The cost to replace your electrolytic cell varies depending on manufacturer but you can expect to pay anywhere from $400 to $550 or more for a new electrolytic cell. That would buy a whole lot of chlorine tablets or chlorine sticks.
SUMMARY: IS IT WORTH THE ADDED COSTS?
Here are a couple of things to think about.
· You need to keep a constant watch on your pH. Adding acid to balance the water.
· With a salt system you will need to monitor your Sanitizer -(Cyanuric Acid ) level and add more sanitizer accordingly.
· You’ll need to check your salt level weekly and keep it from going to low. Adding salt as needed. Running the electrolytic cell on a low salt level can cause premature wear on the cell.
· Periodically you will have to remove and clean the cell with muratic acid.
· While you can use just about any chlorine product to shock your pool. Use of Calcium Hypochlorite will cause the scale/calcium build-up on the cell plates to happen more rapidly. Liquid chlorine is good inexpensive and also can be messy. Check your car trunk carpet after you make a few trips to the pool store. Most manufactures recommend using a non-chlorine shock. Isn’t that nice yet another expense. Using a non-chlorine shock is more expensive than alternatives.

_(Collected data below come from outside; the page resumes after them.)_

use dmfgen_core::Point;
use dmfgen_geometry::segment::segments_overlap;
use tracing::debug;

use crate::electrode::Electrode;
use crate::grid::Grid;

/// Fingers narrower than this are degenerate.
const MIN_FINGER_WIDTH: f64 = 1e-9;

/// Consecutive run points closer than this collapse (margin 0 makes the
/// run start coincide with the edge corner).
const RUN_DEDUP_EPS: f64 = 1e-9;

#[derive(Debug, thiserror::Error)]
pub enum CrenellationError {
    #[error("electrodes E{a} and E{b} share no edge to crenellate")]
    NoSharedEdge { a: u32, b: u32 },

    #[error("invalid crenellation parameters: {reason}")]
    InvalidCrenellationParameters { reason: String },
}

/// Tooth parameters for one crenellated interface.
#[derive(Debug, Clone, Copy)]
pub struct CrenellationParams {
    /// Number of interleaved fingers along the shared run.
    pub num_digits: u32,
    /// Apex angle of each tooth, degrees.
    pub theta_deg: f64,
    /// Length left untouched at each end of the shared run, so teeth stay
    /// clear of the polygon corners.
    pub margin: f64,
}

/// Replace the straight shared boundary between two abutting electrodes
/// with an interleaved toothed boundary.
///
/// The zigzag vertex run is computed once from the shared edge and
/// inserted into both polygons (reversed where an edge runs the other
/// way), so the two new boundaries are exact mirror images: material is
/// only reassigned between the electrodes, and their union is unchanged.
/// Detection and synthesis both complete before either polygon mutates.
pub fn crenellate_electrodes(
    a: &mut Electrode,
    b: &mut Electrode,
    params: &CrenellationParams,
) -> Result<(), CrenellationError> {
    let (plan_a, plan_b) = plan_crenellation(a, b, params)?;
    plan_a.apply(a);
    plan_b.apply(b);
    Ok(())
}

/// Crenellate every pair of lattice-adjacent occupied cells in a grid,
/// each pair exactly once, row-major.
pub fn crenellate_grid(grid: &mut Grid, params: &CrenellationParams) -> Result<(), CrenellationError> {
    let mut cells: Vec<(u32, u32)> = grid.cells.keys().copied().collect();
    cells.sort_unstable_by_key(|&(col, row)| (row, col));

    for &(col, row) in &cells {
        for other in [(col + 1, row), (col, row + 1)] {
            let (Some(a), Some(b)) = (grid.electrode((col, row)), grid.electrode(other)) else {
                continue;
            };
            debug!(cell = ?(col, row), neighbor = ?other, "crenellating shared grid edge");
            let (plan_a, plan_b) = plan_crenellation(a, b, params)?;
            if let Some(a) = grid.electrode_mut((col, row)) {
                plan_a.apply(a);
            }
            if let Some(b) = grid.electrode_mut(other) {
                plan_b.apply(b);
            }
        }
    }
    Ok(())
}

/// A pending vertex insertion: the board-frame run subdividing edge
/// `edge` of one electrode.
struct InsertPlan {
    edge: usize,
    run: Vec<Point>,
}

impl InsertPlan {
    fn apply(&self, electrode: &mut Electrode) {
        electrode.insert_board_points(self.edge + 1, &self.run);
    }
}

fn plan_crenellation(
    a: &Electrode,
    b: &Electrode,
    params: &CrenellationParams,
) -> Result<(InsertPlan, InsertPlan), CrenellationError> {
    validate_params(params)?;

    let (edge_a, edge_b) =
        find_shared_edge(a, b).ok_or(CrenellationError::NoSharedEdge {
            a: a.refdes,
            b: b.refdes,
        })?;

    let seg_a = a.board_edge(edge_a);
    let seg_b = b.board_edge(edge_b);

    // The contained edge is the shared run; with equal edges either works.
    let len_a = (seg_a.1 - seg_a.0).norm();
    let len_b = (seg_b.1 - seg_b.0).norm();
    let run = if len_a <= len_b { seg_a } else { seg_b };

    let zigzag = crenellated_run(run.0, run.1, params)?;

    let oriented = |seg: (Point, Point)| {
        let flipped = (seg.1 - seg.0).dot(run.1 - run.0) < 0.0;
        if flipped {
            zigzag.iter().rev().copied().collect()
        } else {
            zigzag.clone()
        }
    };

    Ok((
        InsertPlan {
            edge: edge_a,
            run: oriented(seg_a),
        },
        InsertPlan {
            edge: edge_b,
            run: oriented(seg_b),
        },
    ))
}

fn validate_params(params: &CrenellationParams) -> Result<(), CrenellationError> {
    let fail = |reason: String| CrenellationError::InvalidCrenellationParameters { reason };

    if params.num_digits == 0 {
        return Err(fail("digit count must be at least 1".into()));
    }
    if !(params.theta_deg > 0.0 && params.theta_deg < 180.0) {
        return Err(fail(format!(
            "tooth angle must be between 0 and 180 degrees exclusive (got {})",
            params.theta_deg
        )));
    }
    if !params.margin.is_finite() || params.margin < 0.0 {
        return Err(fail(format!(
            "margin must be finite and non-negative (got {})",
            params.margin
        )));
    }
    Ok(())
}

/// Build the interleaved zigzag along the run from `start` to `end`,
/// endpoints included: a margin point at each end, then one apex per
/// finger alternating sides of the run.
fn crenellated_run(
    start: Point,
    end: Point,
    params: &CrenellationParams,
) -> Result<Vec<Point>, CrenellationError> {
    let length = start.distance_to(end);
    let digits = f64::from(params.num_digits);
    let finger_width = (length - 2.0 * params.margin) / digits;
    if finger_width <= MIN_FINGER_WIDTH {
        return Err(CrenellationError::InvalidCrenellationParameters {
            reason: format!(
                "margin {} with {} digits leaves no finger width on a {:.4} mm edge",
                params.margin, params.num_digits, length
            ),
        });
    }
    let height = (finger_width / 2.0) / (params.theta_deg.to_radians() / 2.0).tan();

    let u = (end - start) * (1.0 / length);
    let v = u.perp();
    let at = |x: f64, y: f64| start + u * x + v * y;

    let mut pts = Vec::with_capacity(params.num_digits as usize + 4);
    pts.push(start);
    pts.push(at(params.margin, 0.0));
    for i in 0..params.num_digits {
        let x = params.margin + finger_width / 2.0 + finger_width * f64::from(i);
        let y = if i % 2 == 0 { height } else { -height };
        pts.push(at(x, y));
    }
    pts.push(at(length - params.margin, 0.0));
    pts.push(end);

    // Zero margin makes the margin points coincide with the endpoints.
    pts.dedup_by(|p, q| p.distance_to(*q) < RUN_DEDUP_EPS);
    Ok(pts)
}

fn find_shared_edge(a: &Electrode, b: &Electrode) -> Option<(usize, usize)> {
    for edge_a in 0..a.polygon.len() {
        for edge_b in 0..b.polygon.len() {
            if segments_overlap(a.board_edge(edge_a), b.board_edge(edge_b)) {
                return Some((edge_a, edge_b));
            }
        }
    }
    None
}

· You may need to run your pool longer because chlorine is only being made when the pump is on. Because of bather load, parties or bad weather. Adding to a bigger electric bill.
· Most electrolytic cells only last 5 years on average. Most warranties are pro-rated for 5 years. Replacement electrolytic cells cost $400 to well over $550. That sure would buy a lot of chlorine!
· Are you seeing the added work yet? Or cost?
When the salt generating systems are NEW they work pretty well. They are good for your skin ect... And salt generators claim they are easy to operate to maintain. But I hope you don’t have any problems with your salt generator as a number of manufactures customer service people don’t seem to know much about the product they are selling. And they seem to be reading from a book. I was VERY disappointed when I called customer support about a problem I was having with a suspected bad cell. I then found out from my distributor that it seems to be that way for a number of manufactures. O’Well.
I have found that salt generators are work, constant work to stay on top of. Most homeowners don’t want to spend a lot of time on their pool. Surprise! You will be.
If you still want a Saltwater Chlorinating System for your pool at least you know going in what to expect.